Once they calculated the matched odds ratios and adjusted for travel and other potentially conflating factors, the team found that MSM had 14 times higher odds of having been infected with Campylobacter, while Salmonella – another bacterial genus which causes food poisoning - saw no difference between the MSM and controls. The men in the study were also significantly less likely to have caught Campylobacter abroad.
"Our findings indicate a strong likelihood that Campylobacter can be transmitted during sexual contact," the team write.
"Given previous reports of outbreaks and high incidence of Campylobacter among MSM, this is not surprising."
This study didn't have the specifics to be able to explain what type of sexual contact was causing Campylobacter to spread – but the researchers make an educated guess that it would be through either anal-oral contact (also known as anilingus) or some other sexual activity where small amounts of fecal matter could end up near someone's mouth.
This is not without precedent. Shigella, another bacterial family which causes gastro, has been known since the 70s to be able to spread through anal sexual contact. But not all foodborne bacterial species can be passed on via oral-anal contact.
"The probability of infection with a foodborne bacterium from fecal-oral contact is directly related to the infectious dose," the team wrote.
"For Shigella spp. this dose can be as low as 10–1,000 organisms, and for Campylobacter, 500–10,000 organisms."
In comparison, Salmonella needs a lot more bacterial cells to enter your body to make you sick – somewhere in the range of a million.
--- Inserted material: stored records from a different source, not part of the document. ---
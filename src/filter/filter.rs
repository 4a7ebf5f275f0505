use serde_json::Value;

use super::error::FilterError;
use super::filter_order::FilterOrder;
use super::filter_where::FilterWhere;
use super::types::{validate_identifier, FilterData, FilterOrderInfo, SqlResult};

pub struct Filter {
    table_name: String,
    where_data: Option<Value>,
    order_data: Vec<FilterOrderInfo>,
    limit: Option<i64>,
    offset: Option<i64>,
}

impl Filter {
    pub fn new(table_name: impl Into<String>) -> Result<Self, FilterError> {
        let table_name = table_name.into();
        if !validate_identifier(&table_name) {
            return Err(FilterError::InvalidTableName(format!("Invalid table name format: {}", table_name)));
        }
        Ok(Self {
            table_name,
            where_data: None,
            order_data: vec![],
            limit: None,
            offset: None,
        })
    }

    pub fn assign(&mut self, data: FilterData) -> Result<&mut Self, FilterError> {
        if let Some(where_clause) = data.where_clause { self.where_clause(where_clause)?; }
        if let Some(order) = data.order { self.order(order)?; }
        if let Some(limit) = data.limit { self.limit(limit, data.offset)?; }
        Ok(self)
    }

    pub fn where_clause(&mut self, conditions: Value) -> Result<&mut Self, FilterError> {
        FilterWhere::validate(&conditions)?;
        self.where_data = Some(conditions);
        Ok(self)
    }

    pub fn order(&mut self, order_spec: Value) -> Result<&mut Self, FilterError> {
        self.order_data = FilterOrder::validate_and_parse(&order_spec)?;
        Ok(self)
    }

    pub fn limit(&mut self, limit: i64, offset: Option<i64>) -> Result<&mut Self, FilterError> {
        if limit < 0 { return Err(FilterError::InvalidLimit("Limit must be non-negative".to_string())); }
        if let Some(off) = offset {
            if off < 0 { return Err(FilterError::InvalidOffset("Offset must be non-negative".to_string())); }
        }
        self.limit = Some(limit);
        self.offset = offset;
        Ok(self)
    }

    pub fn order_info(&self) -> &[FilterOrderInfo] {
        &self.order_data
    }

    pub fn to_sql(&self) -> Result<SqlResult, FilterError> {
        let where_result = self.to_where_sql(0)?;
        let order_clause = FilterOrder::generate(&self.order_data);
        let limit_clause = self.build_limit_clause();

        let query = [
            "SELECT \"doc\"".to_string(),
            format!("FROM \"{}\"", self.table_name),
            format!("WHERE {}", where_result.query),
            order_clause,
            limit_clause,
        ]
        .into_iter()
        .filter(|s| !s.is_empty())
        .collect::<Vec<_>>()
        .join(" ");

        Ok(SqlResult { query, params: where_result.params })
    }

    /// WHERE predicate only, numbering placeholders after `starting_param_index`.
    pub fn to_where_sql(&self, starting_param_index: usize) -> Result<SqlResult, FilterError> {
        let (query, params) = match self.where_data {
            Some(ref where_data) => FilterWhere::generate(where_data, starting_param_index)?,
            None => ("1=1".to_string(), vec![]),
        };
        Ok(SqlResult { query, params })
    }

    pub fn to_count_sql(&self) -> Result<SqlResult, FilterError> {
        let where_result = self.to_where_sql(0)?;
        let query = format!(
            "SELECT COUNT(*) AS count FROM \"{}\" WHERE {}",
            self.table_name, where_result.query
        );
        Ok(SqlResult { query, params: where_result.params })
    }

    fn build_limit_clause(&self) -> String {
        match (self.limit, self.offset) {
            (Some(l), Some(o)) => format!("LIMIT {} OFFSET {}", l, o),
            (Some(l), None) => format!("LIMIT {}", l),
            (None, Some(o)) => format!("OFFSET {}", o),
            (None, None) => String::new(),
        }
    }
}

#[cfg(test)]
mod tests {
    use super::*;
    use serde_json::json;

    #[test]
    fn select_with_where_order_and_page() {
        let mut filter = Filter::new("cases").unwrap();
        filter
            .assign(FilterData::matching(json!({ "tenant_id": "t" })).order_by("created_at asc").page(10, 20))
            .unwrap();
        let sql = filter.to_sql().unwrap();
        assert_eq!(
            sql.query,
            "SELECT \"doc\" FROM \"cases\" WHERE \"doc\" @> $1::jsonb ORDER BY (\"doc\"->>'created_at') COLLATE \"C\" ASC, \"seq\" ASC LIMIT 10 OFFSET 20"
        );
        assert_eq!(sql.params.len(), 1);
    }

    #[test]
    fn count_ignores_order_and_limit() {
        let mut filter = Filter::new("customers").unwrap();
        filter.assign(FilterData::default().order_by("name").page(5, 0)).unwrap();
        let sql = filter.to_count_sql().unwrap();
        assert_eq!(sql.query, "SELECT COUNT(*) AS count FROM \"customers\" WHERE 1=1");
    }

    #[test]
    fn rejects_bad_table_and_negative_limits() {
        assert!(Filter::new("cases; --").is_err());
        let mut filter = Filter::new("cases").unwrap();
        assert!(filter.limit(-1, None).is_err());
        assert!(filter.limit(1, Some(-5)).is_err());
    }
}
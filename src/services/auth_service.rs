use std::sync::Arc;

use chrono::{DateTime, Utc};
use serde_json::json;
use tracing::{info, warn};
use uuid::Uuid;

use super::error::{ServiceError, ServiceResult};
use crate::auth::{self, Claims};
use crate::config::SecurityConfig;
use crate::database::models::{Company, CompanySettings, CompanyStatus, User, UserRole, UserStatus};
use crate::database::{DatabaseError, DocumentStore, Repository};
use crate::filter::FilterData;
use crate::validation::auth::{Credentials, Registration};

const INVALID_CREDENTIALS: &str = "Invalid email or password";

/// Registration, login and session checks. Works across tenants.
pub struct AuthService {
    companies: Repository<Company>,
    users: Repository<User>,
    security: SecurityConfig,
}

impl AuthService {
    pub fn new(store: Arc<dyn DocumentStore>, security: SecurityConfig) -> Self {
        Self {
            companies: Repository::new(store.clone()),
            users: Repository::new(store),
            security,
        }
    }

    /// Creates a company and its first administrator.
    pub async fn register(&self, input: Registration, now: DateTime<Utc>) -> ServiceResult<(User, Company)> {
        let company_email = json!({ "email": input.company_email });
        if self.companies.select_one(FilterData::matching(company_email)).await?.is_some() {
            return Err(ServiceError::Conflict("Company email already registered".to_string()));
        }
        if self.users.count(json!({ "email": input.email })).await? > 0 {
            return Err(ServiceError::Conflict("User email already registered".to_string()));
        }

        let company = Company {
            id: Uuid::new_v4(),
            name: input.company_name,
            email: input.company_email,
            phone: input.company_phone,
            address: input.company_address,
            settings: CompanySettings::default(),
            status: CompanyStatus::Active,
            created_at: now,
            updated_at: now,
        };
        let company = self.companies.insert(&company).await.map_err(|e| match e {
            DatabaseError::Conflict(_) => ServiceError::Conflict("Company email already registered".to_string()),
            other => other.into(),
        })?;

        let password_hash = auth::hash_password(input.password, self.security.bcrypt_cost).await?;
        let user = User {
            id: Uuid::new_v4(),
            tenant_id: company.id,
            email: input.email,
            password_hash,
            first_name: input.first_name,
            last_name: input.last_name,
            role: UserRole::Admin,
            status: UserStatus::Active,
            created_at: now,
            updated_at: now,
        };

        match self.users.insert(&user).await {
            Ok(user) => {
                info!("Registered company {} ({})", company.name, company.id);
                Ok((user, company))
            }
            Err(e) => {
                // No cross-document transactions: undo the company by hand
                if let Err(cleanup) = self.companies.delete_one(json!({ "id": company.id })).await {
                    warn!("Failed to remove company {} after user insert failed: {}", company.id, cleanup);
                }
                Err(match e {
                    DatabaseError::Conflict(_) => ServiceError::Conflict("User email already registered".to_string()),
                    other => other.into(),
                })
            }
        }
    }

    /// Checks credentials. The first account with this email whose password
    /// matches wins.
    pub async fn login(&self, credentials: Credentials) -> ServiceResult<(User, Company)> {
        let candidates = self
            .users
            .select_any(FilterData::matching(json!({ "email": credentials.email })).order_by("created_at asc"))
            .await?;

        let mut matched = None;
        for user in candidates {
            if auth::verify_password(credentials.password.clone(), user.password_hash.clone()).await {
                matched = Some(user);
                break;
            }
        }
        let user = matched.ok_or_else(|| ServiceError::Unauthorized(INVALID_CREDENTIALS.to_string()))?;

        if !user.is_active() {
            return Err(ServiceError::forbidden("Account is inactive"));
        }
        let company = self.active_company(user.tenant_id).await?;
        Ok((user, company))
    }

    /// Signed session token for `user`.
    pub fn issue_token(&self, user: &User, now: DateTime<Utc>) -> ServiceResult<String> {
        let claims = Claims::new(user, self.security.jwt_expiry_hours, now);
        Ok(auth::generate_jwt(&claims, &self.security.jwt_secret)?)
    }

    /// Active user named by verified `claims`. Absent or inactive users are 401.
    pub async fn session_user(&self, claims: &Claims) -> ServiceResult<User> {
        let user = self
            .users
            .select_one(FilterData::matching(json!({ "id": claims.sub, "tenant_id": claims.tenant })))
            .await?;
        match user {
            Some(user) if user.is_active() => Ok(user),
            _ => Err(ServiceError::Unauthorized("Invalid or inactive user".to_string())),
        }
    }

    /// The user's company, if it is active. Anything else is 403.
    pub async fn active_company(&self, company_id: Uuid) -> ServiceResult<Company> {
        let company = self.companies.select_one(FilterData::matching(json!({ "id": company_id }))).await?;
        match company {
            Some(company) if company.is_active() => Ok(company),
            _ => Err(ServiceError::forbidden("Company is not active")),
        }
    }
}
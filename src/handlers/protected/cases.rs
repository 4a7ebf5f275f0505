// handlers/protected/cases.rs - /api/cases

use axum::{
    extract::{Path, Query, State},
    http::header,
    response::IntoResponse,
    Extension,
};
use chrono::Utc;
use serde_json::{json, Value};

use crate::database::models::CaseView;
use crate::error::ApiError;
use crate::handlers::parse_id;
use crate::middleware::{ApiResponse, ApiResult, AuthUser, PagedResponse};
use crate::services::error::ServiceError;
use crate::services::export_service::{cases_workbook, export_filename, XLSX_CONTENT_TYPE};
use crate::state::AppState;
use crate::validation::case::CaseRequest;
use crate::validation::query::{CaseListQuery, ExportQuery};
use crate::validation::ValidJson;

/// GET /api/cases?search=&field=&sort=&order=&page=&limit=
pub async fn list(
    State(state): State<AppState>,
    Extension(auth): Extension<AuthUser>,
    Query(query): Query<CaseListQuery>,
) -> Result<PagedResponse<CaseView>, ApiError> {
    let query = query
        .check(&state.config.pagination)
        .map_err(|errors| ApiError::validation_error("Invalid query parameters", Some(errors)))?;

    let page = state.cases(auth.tenant_id()).list(&query).await?;
    Ok(PagedResponse::new(page.data, query.page, page.total))
}

/// GET /api/cases/export?search=&field= - every matching case as xlsx
pub async fn export(
    State(state): State<AppState>,
    Extension(auth): Extension<AuthUser>,
    Query(query): Query<ExportQuery>,
) -> Result<impl IntoResponse, ApiError> {
    let search = query.search.unwrap_or_default();
    let cases = state
        .cases(auth.tenant_id())
        .matching(&search, query.field.as_deref())
        .await?;

    let bytes = cases_workbook(&cases).map_err(ServiceError::from)?;
    tracing::info!("Exported {} case(s) for company {}", cases.len(), auth.tenant_id());

    let disposition = format!("attachment; filename=\"{}\"", export_filename(Utc::now()));
    Ok((
        [
            (header::CONTENT_TYPE, XLSX_CONTENT_TYPE.to_string()),
            (header::CONTENT_DISPOSITION, disposition),
        ],
        bytes,
    ))
}

/// GET /api/cases/:id
pub async fn get(
    State(state): State<AppState>,
    Extension(auth): Extension<AuthUser>,
    Path(id): Path<String>,
) -> ApiResult<CaseView> {
    let id = parse_id(&id)?;
    Ok(ApiResponse::success(state.cases(auth.tenant_id()).get(id).await?))
}

/// POST /api/cases
pub async fn create(
    State(state): State<AppState>,
    Extension(auth): Extension<AuthUser>,
    ValidJson(fields): ValidJson<CaseRequest>,
) -> ApiResult<CaseView> {
    auth.require_writer()?;
    let case = state
        .cases(auth.tenant_id())
        .create(fields, auth.user_id(), Utc::now())
        .await?;
    Ok(ApiResponse::created(case))
}

/// PUT /api/cases/:id - merges the given fields into the case
pub async fn update(
    State(state): State<AppState>,
    Extension(auth): Extension<AuthUser>,
    Path(id): Path<String>,
    ValidJson(fields): ValidJson<CaseRequest>,
) -> ApiResult<CaseView> {
    auth.require_writer()?;
    let id = parse_id(&id)?;
    let case = state
        .cases(auth.tenant_id())
        .update(id, fields, auth.user_id(), Utc::now())
        .await?;
    Ok(ApiResponse::success(case))
}

/// DELETE /api/cases/:id
pub async fn delete(
    State(state): State<AppState>,
    Extension(auth): Extension<AuthUser>,
    Path(id): Path<String>,
) -> ApiResult<Value> {
    auth.require_writer()?;
    let id = parse_id(&id)?;
    state.cases(auth.tenant_id()).delete(id).await?;
    Ok(ApiResponse::success(json!({ "message": "Case deleted successfully" })))
}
As part of the study the researchers also found that Shigella infection was 74 times higher in MSM than the controls, which combined with the lack of difference in Salmonella infection leads credence to the idea that the MSM in the study weren't just eating more undercooked chicken.
Of course, it's not just MSM that enjoy sex in this way, as the researchers make clear; they note that the finding may also provide some insight into why young adults in general are more likely to end up with campylobacteriosis – they're more likely to be engaging in butt stuff.
"Combining this theory with high-quality national surveillance data, our results offer additional reasonable explanations for why surveillance statistics from some countries show that adult men are more frequently infected with Campylobacter than are women and why Campylobacter incidence peaks among young adults," they add.
The research has been published in the CDC journal Emerging Infectious Diseases.